General Resources / Legal Resources / Medical Resources / Briefing Papers / State Activity    
Hospital Closures / Preventable Tragedies / Press Room / Search Our Site / Home

The Tampa Tribune

July 7, 2004

Reprinted with permission.


EDITORIAL
An alternative to helplessness

Gov. Jeb Bush last week signed into law changes in the Baker Act designed to help the friends and families of mentally ill people who refuse to acknowledge their illnesses.

The new law will allow judges to intervene when a patient who has a history with the police refuses to take his medications. The judge will have the authority to order him into an outpatient treatment program.

Until this change in the law, a patient had to become an imminent threat to himself or others before he could be committed under the Baker Act. Too often, that stage came too late.

Which is why, since the mid-1980s, 41 other states have adopted laws allowing for involuntary outpatient treatment. Some states, like New York, have used their law to great success. Others, like Alabama, have underused it, and problems persist.

We hope that with the new law on the books, we'll see significant declines in incidences of hospitalization, homelessness, arrest and incarceration. And if the law is used effectively, we will look for numbers like those in New York, where some 63 percent fewer patients were sent to psychiatric hospitals.
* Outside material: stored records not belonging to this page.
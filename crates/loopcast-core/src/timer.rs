//! Cancellable one-shot timers
//!
//! Each timer is a tokio task that sleeps and then posts a [`TimerFired`]
//! into the coordinator's input queue. Every scheduled timer gets a fresh
//! epoch token; a firing is acted on only if its token is still the one on
//! record for that kind, so a timer cancelled after it already posted is
//! still ignored.

use std::collections::HashMap;
use std::time::Duration;

use tokio::sync::mpsc;
use tokio::task::AbortHandle;

use crate::coordinator::Input;


/// What a timer is for. At most one of each kind is pending.
#[derive( Debug, Clone, Copy, PartialEq, Eq, Hash )]
pub enum TimerKind {
    /// Buffering has not resolved in time.
    BufferingWatchdog,
    /// Skip past an unplayable item.
    ErrorSkip,
    /// Start playback of an item that was cued while playing.
    CuePlay,
    /// Next metadata read attempt.
    Metadata,
}


/// Posted when a timer expires.
#[derive( Debug, Clone, Copy, PartialEq, Eq )]
pub struct TimerFired {
    pub kind: TimerKind,
    pub epoch: u64,
}


struct Pending {
    epoch: u64,
    handle: AbortHandle,
}


pub struct Timers {
    tx: mpsc::UnboundedSender<Input>,
    pending: HashMap<TimerKind, Pending>,
    next_epoch: u64,
}


impl Timers {
    pub fn new( tx: mpsc::UnboundedSender<Input> ) -> Self {
        Self {
            tx,
            pending: HashMap::new(),
            next_epoch: 1,
        }
    }


    /// Schedules a timer, replacing any pending timer of the same kind.
    ///
    /// @returns The epoch token of the new timer
    pub fn schedule( &mut self, kind: TimerKind, delay: Duration ) -> u64 {
        self.cancel( kind );

        let epoch = self.next_epoch;
        self.next_epoch += 1;

        let tx = self.tx.clone();
        let task = tokio::spawn( async move {
            tokio::time::sleep( delay ).await;
            let _ = tx.send( Input::Timer( TimerFired { kind, epoch } ) );
        });

        tracing::debug!( "Scheduled {:?} #{} in {:?}", kind, epoch, delay );
        self.pending.insert( kind, Pending { epoch, handle: task.abort_handle() } );
        epoch
    }


    pub fn cancel( &mut self, kind: TimerKind ) {
        if let Some( pending ) = self.pending.remove( &kind ) {
            tracing::debug!( "Cancelled {:?} #{}", kind, pending.epoch );
            pending.handle.abort();
        }
    }


    pub fn cancel_all( &mut self ) {
        for ( _, pending ) in self.pending.drain() {
            pending.handle.abort();
        }
    }


    pub fn is_pending( &self, kind: TimerKind ) -> bool {
        self.pending.contains_key( &kind )
    }


    /// Consumes a firing if it belongs to the timer currently on record.
    pub fn take_if_current( &mut self, fired: &TimerFired ) -> bool {
        match self.pending.get( &fired.kind ) {
            Some( pending ) if pending.epoch == fired.epoch => {
                self.pending.remove( &fired.kind );
                true
            }
            _ => {
                tracing::debug!( "Dropping stale {:?} #{}", fired.kind, fired.epoch );
                false
            }
        }
    }
}


impl Drop for Timers {
    fn drop( &mut self ) {
        self.cancel_all();
    }
}


#[cfg( test )]
mod tests {
    use super::*;


    async fn next_fired( rx: &mut mpsc::UnboundedReceiver<Input> ) -> TimerFired {
        match rx.recv().await {
            Some( Input::Timer( fired ) ) => fired,
            other => panic!( "expected timer, got {:?}", other ),
        }
    }


    #[tokio::test( start_paused = true )]
    async fn test_fires_after_delay() {
        let ( tx, mut rx ) = mpsc::unbounded_channel();
        let mut timers = Timers::new( tx );

        let epoch = timers.schedule( TimerKind::ErrorSkip, Duration::from_secs( 2 ) );
        let fired = next_fired( &mut rx ).await;

        assert_eq!( fired, TimerFired { kind: TimerKind::ErrorSkip, epoch } );
        assert!( timers.take_if_current( &fired ) );
        assert!( !timers.is_pending( TimerKind::ErrorSkip ) );
    }


    #[tokio::test( start_paused = true )]
    async fn test_cancelled_timer_never_fires() {
        let ( tx, mut rx ) = mpsc::unbounded_channel();
        let mut timers = Timers::new( tx );

        timers.schedule( TimerKind::BufferingWatchdog, Duration::from_secs( 20 ) );
        timers.cancel( TimerKind::BufferingWatchdog );

        tokio::time::sleep( Duration::from_secs( 30 ) ).await;
        assert!( rx.try_recv().is_err() );
    }


    #[tokio::test( start_paused = true )]
    async fn test_reschedule_invalidates_old_epoch() {
        let ( tx, mut rx ) = mpsc::unbounded_channel();
        let mut timers = Timers::new( tx );

        let first = timers.schedule( TimerKind::Metadata, Duration::from_millis( 100 ) );
        let second = timers.schedule( TimerKind::Metadata, Duration::from_millis( 500 ) );
        assert_ne!( first, second );

        // a firing that raced the cancellation is still rejected
        let stale = TimerFired { kind: TimerKind::Metadata, epoch: first };
        assert!( !timers.take_if_current( &stale ) );

        let fired = next_fired( &mut rx ).await;
        assert_eq!( fired.epoch, second );
        assert!( timers.take_if_current( &fired ) );
    }


    #[tokio::test( start_paused = true )]
    async fn test_kinds_are_independent() {
        let ( tx, mut rx ) = mpsc::unbounded_channel();
        let mut timers = Timers::new( tx );

        timers.schedule( TimerKind::CuePlay, Duration::from_millis( 100 ) );
        timers.schedule( TimerKind::ErrorSkip, Duration::from_millis( 50 ) );

        assert_eq!( next_fired( &mut rx ).await.kind, TimerKind::ErrorSkip );
        assert_eq!( next_fired( &mut rx ).await.kind, TimerKind::CuePlay );
    }


    #[tokio::test( start_paused = true )]
    async fn test_cancel_all() {
        let ( tx, mut rx ) = mpsc::unbounded_channel();
        let mut timers = Timers::new( tx );

        timers.schedule( TimerKind::CuePlay, Duration::from_millis( 100 ) );
        timers.schedule( TimerKind::Metadata, Duration::from_millis( 100 ) );
        timers.cancel_all();

        tokio::time::sleep( Duration::from_secs( 1 ) ).await;
        assert!( rx.try_recv().is_err() );
    }
}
Six months after the 1999 implementation of Kendra's Law, named for a woman pushed to her death in front of a subway by a mentally ill man, 75 percent fewer mentally ill people in New York were arrested. Some 69 percent fewer were jailed, and 55 percent fewer experienced homelessness.

There are, of course, some who cannot be helped by involuntary outpatient placement, but if New York's experience proves anything, many more will.

At least now a family has an alternative to helplessness.